Le délai et la localisation de la douleur enfin décryptés
Les protéines pro-inflammatoires libérées dans le cerveau lors de l’aura sont en fait transportées dans le liquide céphalo-rachidien avant d’arriver au ganglion trigéminal. Or justement, ce dernier est un centre nerveux clé du corps humain et est responsable des douleurs perçues sur la face et la tête. Une fois passées de l’autre côté de la barrière, les protéines relâchées par l’aura viennent activer les neurones sensoriels du ganglion. Et c’est là que la douleur apparaît.
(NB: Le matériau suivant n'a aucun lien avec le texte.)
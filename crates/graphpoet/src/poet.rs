//! Graph-based poetry generation.
//!
//! A [`GraphPoet`] owns the affinity graph built from its corpus. For each
//! pair of adjacent input words it inserts the best bridge word, if any.
//! After construction the graph is read-only, so one poet can be shared
//! across threads without locking.

use graphpoet_core::util::words::{fold_case, split_words};
use graphpoet_core::{PoetConfig, Result};
use graphpoet_graph::{BuildStats, CorpusBuilder, WeightedDirectedGraph, find_bridge};
use std::fmt;
use std::io::BufRead;
use std::path::Path;

/// A graph-based poetry generator.
///
/// # Example
///
/// ```rust
/// use graphpoet::GraphPoet;
///
/// let poet = GraphPoet::from_lines(["This is a test of the", "Mugar Omni Theater sound system."])
///     .unwrap();
///
/// assert_eq!(poet.poem("Test the system."), "Test of the system.");
/// ```
#[derive(Clone, Debug)]
pub struct GraphPoet {
    graph: WeightedDirectedGraph<String>,
    stats: BuildStats,
}

impl GraphPoet {
    /// Create a poet from the corpus file at `path`.
    ///
    /// Fails with `CorpusUnavailable` if the file cannot be opened or read.
    pub fn from_path(path: impl AsRef<Path>) -> Result<Self> {
        CorpusBuilder::new()
            .with_path(path)
            .map(Self::from_builder)
    }

    /// Create a poet from a buffered corpus reader.
    pub fn from_reader<R: BufRead>(reader: R) -> Result<Self> {
        CorpusBuilder::new()
            .with_reader(reader)
            .map(Self::from_builder)
    }

    /// Create a poet from in-memory corpus lines.
    pub fn from_lines<I, S>(lines: I) -> Result<Self>
    where
        I: IntoIterator<Item = S>,
        S: AsRef<str>,
    {
        CorpusBuilder::new()
            .with_lines(lines)
            .map(Self::from_builder)
    }

    /// Create a poet from the corpus named in `config`.
    pub fn from_config(config: &PoetConfig) -> Result<Self> {
        Self::from_path(config.corpus_path()?)
    }

    fn from_builder(builder: CorpusBuilder) -> Self {
        let (graph, stats) = builder.build();
        Self { graph, stats }
    }

    /// The affinity graph, read-only.
    pub fn graph(&self) -> &WeightedDirectedGraph<String> {
        &self.graph
    }

    /// Statistics from building the graph.
    pub fn stats(&self) -> &BuildStats {
        &self.stats
    }

    /// Find the bridge word between two input words.
    ///
    /// Both words are case-folded before the lookup; the result is the
    /// stored (lower-case) vertex label.
    pub fn bridge(&self, w1: &str, w2: &str) -> Option<String> {
        find_bridge(&self.graph, fold_case(w1).as_str(), fold_case(w2).as_str())
            .map(|bridge| bridge.word)
    }

    /// Generate a poem.
    ///
    /// The input is split on whitespace and each word keeps its original
    /// casing. Between every adjacent pair the best bridge word is inserted
    /// in lower case. Words are joined with single spaces, so an empty or
    /// all-whitespace input yields an empty poem.
    pub fn poem(&self, input: &str) -> String {
        let words: Vec<&str> = split_words(input).collect();
        let Some(last) = words.last() else {
            return String::new();
        };

        let mut poem = String::with_capacity(input.len() * 2);
        for window in words.windows(2) {
            if let [w1, w2] = window {
                poem.push_str(w1);
                poem.push(' ');
                if let Some(bridge) = self.bridge(w1, w2) {
                    log::trace!("Bridging {w1:?} -> {w2:?} with {bridge:?}");
                    poem.push_str(&bridge);
                    poem.push(' ');
                }
            }
        }
        poem.push_str(last);
        poem
    }
}

impl fmt::Display for GraphPoet {
    fn fmt(&self, f: &mut fmt::Formatter<'_>) -> fmt::Result {
        write!(f, "GraphPoet [{}]", self.graph)
    }
}

// ============================================================================
// Tests
// ============================================================================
Entre le moment où la réaction se passe dans le cerveau et celui où elle est réellement perçue par le malade, il y a donc bien un délai. Cette douleur à retardement est due au temps que les protéines prennent pour faire leur chemin dans le cerveau. « Nos résultats montrent qu’il faut environ 30 minutes aux protéines pour voyager du cortex visuel au ganglion trigéminal. Cela correspond au délai de 5 à 60 minutes que les patients ressentent entre le début des auras et l’arrivée de la douleur », poursuit Martin Kaag Rasmussen. Ces travaux lèvent aussi le voile sur la localisation de la douleur, qui se concentre parfois seulement d’un côté de la tête. « Nous avons aussi démontré que les liquides présents d’un côté du cerveau s’écoulent ensuite dans les ganglions trigéminaux du même côté et non du côté opposé. Ce trajet pourrait expliquer pourquoi la migraine ne se traduit par des maux de tête que d’un seul côté. »
En tout, 12 protéines qui s’arriment au ganglion et déclenchent la douleur ont pu être identifiées. L’une d’entre elles, appelée CGRP, représente déjà une cible dans le cadre de traitements contre la migraine. Mais de nouveaux inhibiteurs pourraient être créés grâce à cette nouvelle découverte, dans l’objectif de supprimer la sensation de douleur chez les patients. Un espoir pour les personnes qui ne répondent pas aux traitements actuels d’être soulagés grâce à de nouvelles thérapies.